So What is Revision? And Why Might it Be Important to Writing and Healing?
Here, by way of beginning, are 10 synonyms for the word revision, all found in my desktop thesaurus:
Reconsideration
Review
Reexamination
Reassessment
Reevaluation
Reappraisal
Rethink
Change
Alteration
Modification
When I look at the list I see a pattern:
Reconsideration
Review
Reexamination
Reassessment
Reevaluation
Reappraisal
Rethink
Change
Alteration
Modification
From looking again to reappraisal to rethinking—to transformation.
This, I think, is what can come, ultimately, out of the process of revision: transformation–a literal change in form.
And it has always seemed to me that going through this revision process in writing—and perhaps going through it over and over again—can point to what’s possible in healing.
One can look again—at the body itself—at an illness—at a loss—at a particular moment from one’s life. One can see what one perhaps couldn’t see when one was smack in the middle of it. One can, perhaps, see the value of something in a new way. And then—-something can change—–
The facts themselves may not change—they usually don’t. What changes, I think, is the way the facts get put together—and the meaning that gets attached to those facts.
E.M. Forster, in his book, Aspects of the Novel, describes the difference between a story and a plot.
A story: “The king died and then the queen died.”
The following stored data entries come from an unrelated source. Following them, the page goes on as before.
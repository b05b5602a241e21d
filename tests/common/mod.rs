#![allow(dead_code)]

use reqwest::{Client, Response, StatusCode};
use sea_orm::{Database, DatabaseConnection};
use serde_json::{json, Value};
use std::sync::Arc;
use uuid::Uuid;

use pc_concept::api::create_api_router;
use pc_concept::entities::setup_schema;

pub struct TestApp {
    pub base_url: String,
    pub client: Client,
    pub db: Arc<DatabaseConnection>,
}

/// Serves the full router on an ephemeral port over a fresh SQLite file.
pub async fn spawn_app() -> TestApp {
    let path = std::env::temp_dir().join(format!("pc_concept_test_{}.db", Uuid::new_v4()));
    let database_url = format!("sqlite://{}?mode=rwc", path.display());

    let db = Database::connect(&database_url)
        .await
        .expect("Failed to open test database");
    setup_schema(&db).await.expect("Failed to create schema");
    let db = Arc::new(db);

    let listener = tokio::net::TcpListener::bind("127.0.0.1:0")
        .await
        .expect("Failed to bind test listener");
    let addr = listener.local_addr().expect("Listener has no address");
    let app = create_api_router(db.clone());
    tokio::spawn(async move {
        axum::serve(listener, app).await.expect("Test server failed");
    });

    TestApp {
        base_url: format!("http://{addr}"),
        client: Client::new(),
        db,
    }
}

impl TestApp {
    pub fn url(&self, path: &str) -> String {
        format!("{}{}", self.base_url, path)
    }

    pub async fn get(&self, path: &str) -> Response {
        self.client
            .get(self.url(path))
            .send()
            .await
            .expect("Failed to send GET request")
    }

    pub async fn post(&self, path: &str, body: &Value) -> Response {
        self.client
            .post(self.url(path))
            .json(body)
            .send()
            .await
            .expect("Failed to send POST request")
    }

    pub async fn put(&self, path: &str, body: &Value) -> Response {
        self.client
            .put(self.url(path))
            .json(body)
            .send()
            .await
            .expect("Failed to send PUT request")
    }

    pub async fn delete(&self, path: &str) -> Response {
        self.client
            .delete(self.url(path))
            .send()
            .await
            .expect("Failed to send DELETE request")
    }

    pub async fn create_laptop(&self, product_id: &str) {
        let response = self
            .post(
                "/products/",
                &json!({
                    "product_id": product_id,
                    "name": format!("Laptop {product_id}"),
                    "brand": "asus",
                    "category": "Laptops",
                    "price": 999.99,
                    "image_url": "http://img/laptop.png"
                }),
            )
            .await;
        assert_eq!(response.status(), StatusCode::CREATED);
    }
}

pub async fn body(response: Response) -> Value {
    response
        .json::<Value>()
        .await
        .expect("Failed to parse response JSON")
}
A plot: “The king died, and then the queen died of grief.”
The facts don’t change in the second rendition. The king and queen still die. Those points—those events—remain unchanged. But the dots are now connected in a particular way. A particular meaning is attached. A theory. A hypothesis. (I mean no one but the queen really knows for sure, right? And she might not even know.)
Maybe that’s one of the key things that changes when we practice revision, and maybe that’s what makes the practice of revision especially important to healing: we can reconsider the plot. And we can change it.